潮崎は“上から目線”隠さず「強さ、怖さを感じない。俺が引き出したい」
潮崎と小島の初対戦は、2010年8月のG1クライマックス公式戦だった。小島のラリアートに沈んだが、小島はそのまま勢いに乗りG1を制覇している。「ずっと目にしていた選手と対戦できるうれしさも正直あった。力やハートの強さは想像以上だった」と、今でもよく覚えている。
今や、2人の立場は逆転している。王者として小島の挑戦を受けて立つのが潮崎である。「あの頃の小島聡の強さ、怖さを感じない。俺が引き出したい」と上から目線を隠そうとしない。小島聡の底力をトコトン引き出した上で、叩き潰す。いわば横綱相撲しかない。
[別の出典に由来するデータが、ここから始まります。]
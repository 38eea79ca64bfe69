//! Unified error types surfaced by the runtime API.
//!
//! Wraps failures from worker coordination, world construction and enemy
//! operations so clients can bubble them up with consistent context.
use thiserror::Error;
use tokio::sync::oneshot;

use game_core::{EnemyError, EntityId, Position};

pub type Result<T> = std::result::Result<T, RuntimeError>;

#[derive(Debug, Error)]
pub enum RuntimeError {
    #[error("simulation worker command channel closed")]
    CommandChannelClosed,

    #[error("simulation worker reply channel closed")]
    ReplyChannelClosed(#[source] oneshot::error::RecvError),

    #[error("simulation worker join failed")]
    WorkerJoin(#[source] tokio::task::JoinError),

    #[error("runtime requires an encounter to be configured before building")]
    MissingEncounter,

    #[error("cannot build a wall on {0}: cell is taken or outside the grid")]
    InvalidWall(Position),

    #[error("cannot place {entity} on {cell}: cell is blocked or outside the grid")]
    InvalidSpawn { entity: EntityId, cell: Position },

    #[error("frame rate must be a positive number of ticks per second (got {0})")]
    InvalidFrameRate(f32),

    #[error("no enemy with id {0}")]
    UnknownEnemy(EntityId),

    #[error("the player has left the world")]
    PlayerGone,

    #[error(transparent)]
    Enemy(#[from] EnemyError),
}
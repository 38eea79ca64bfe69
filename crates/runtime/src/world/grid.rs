//! Bounded grid with walls and single-occupant cells.

use std::collections::{HashMap, HashSet};

use game_core::{CardinalDirection, EntityId, EntityKind, GridMover, MoveOutcome, Position};
use tracing::trace;

/// Shared move primitive for every actor in the world.
///
/// Cells outside the bounds behave like walls. Each cell holds at most one
/// actor; the player is reported as [`EntityKind::Target`] so enemies bumping
/// into it turn the move into an attack.
#[derive(Clone, Debug)]
pub struct GridWorld {
    width: u32,
    height: u32,
    walls: HashSet<Position>,
    occupants: HashMap<Position, EntityId>,
}

impl GridWorld {
    pub fn new(width: u32, height: u32) -> Self {
        Self {
            width,
            height,
            walls: HashSet::new(),
            occupants: HashMap::new(),
        }
    }

    pub fn width(&self) -> u32 {
        self.width
    }

    pub fn height(&self) -> u32 {
        self.height
    }

    pub fn in_bounds(&self, cell: Position) -> bool {
        cell.x >= 0 && cell.y >= 0 && (cell.x as u32) < self.width && (cell.y as u32) < self.height
    }

    /// Adds a wall. Returns false when the cell is outside the grid or taken.
    pub fn add_wall(&mut self, cell: Position) -> bool {
        if !self.in_bounds(cell) || self.occupants.contains_key(&cell) {
            return false;
        }
        self.walls.insert(cell)
    }

    pub fn is_wall(&self, cell: Position) -> bool {
        self.walls.contains(&cell)
    }

    pub fn occupant(&self, cell: Position) -> Option<EntityId> {
        self.occupants.get(&cell).copied()
    }

    /// What a mover would bump into when entering `cell`, if anything.
    pub fn blocker_at(&self, cell: Position) -> Option<EntityKind> {
        if !self.in_bounds(cell) || self.is_wall(cell) {
            return Some(EntityKind::Wall);
        }
        self.occupant(cell).map(|id| {
            if id.is_player() {
                EntityKind::Target
            } else {
                EntityKind::Enemy
            }
        })
    }

    /// Puts `entity` on a free cell. Returns false when the cell is blocked.
    pub fn place(&mut self, entity: EntityId, cell: Position) -> bool {
        if self.blocker_at(cell).is_some() {
            return false;
        }
        self.occupants.insert(cell, entity);
        true
    }

    /// Removes `entity` from `cell`. Returns false when it was not there.
    pub fn vacate(&mut self, entity: EntityId, cell: Position) -> bool {
        if self.occupant(cell) == Some(entity) {
            self.occupants.remove(&cell);
            true
        } else {
            false
        }
    }
}

impl GridMover for GridWorld {
    fn attempt_move(
        &mut self,
        actor: EntityId,
        from: Position,
        direction: CardinalDirection,
    ) -> MoveOutcome {
        let destination = direction.step_from(from);
        if let Some(kind) = self.blocker_at(destination) {
            trace!(
                target: "runtime::grid",
                %actor,
                %from,
                %direction,
                blocker = %kind,
                "move blocked"
            );
            return MoveOutcome::BlockedBy(kind);
        }

        self.vacate(actor, from);
        self.occupants.insert(destination, actor);
        MoveOutcome::Moved { destination }
    }
}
これまでも外敵撃破を使命としてきた。20年の“野獣”藤田和之との30分を超える視殺戦からの勝利も記憶に新しい。21年には、武藤敬司に敗れGHC王座を明け渡したもののプロレス大賞・ベストバウトを獲得している。
いろんな世代のプロレスを楽しめるのがノアの魅力。「ミスター・ノア」の自負と自信に満ちており、責任感も背負っている。「ノアの真骨頂の頂点をしっかりと体現したい」と胸を張る。そのためにも小島にはきっちりと仕上げてきてほしい。
数年前にミスター・ノア一家とサンリオのキャラクターが集結する展示会でご一緒したことがある。潮崎にそっくりのお嬢さんは、やはり可愛い。「お父さん、強くていいね」と声を掛けられると、うれしそうにうなずいていた。
強い父でもある潮崎が12年前には敗れた「剛腕対決」のリベンジを果たし「アイ・アム・ノア!」と叫ぶのか、それとも小島がサイバーファイト・フェスティバルを締めくくるのか。最後にリング中央に立っているのは、どちらだろうか。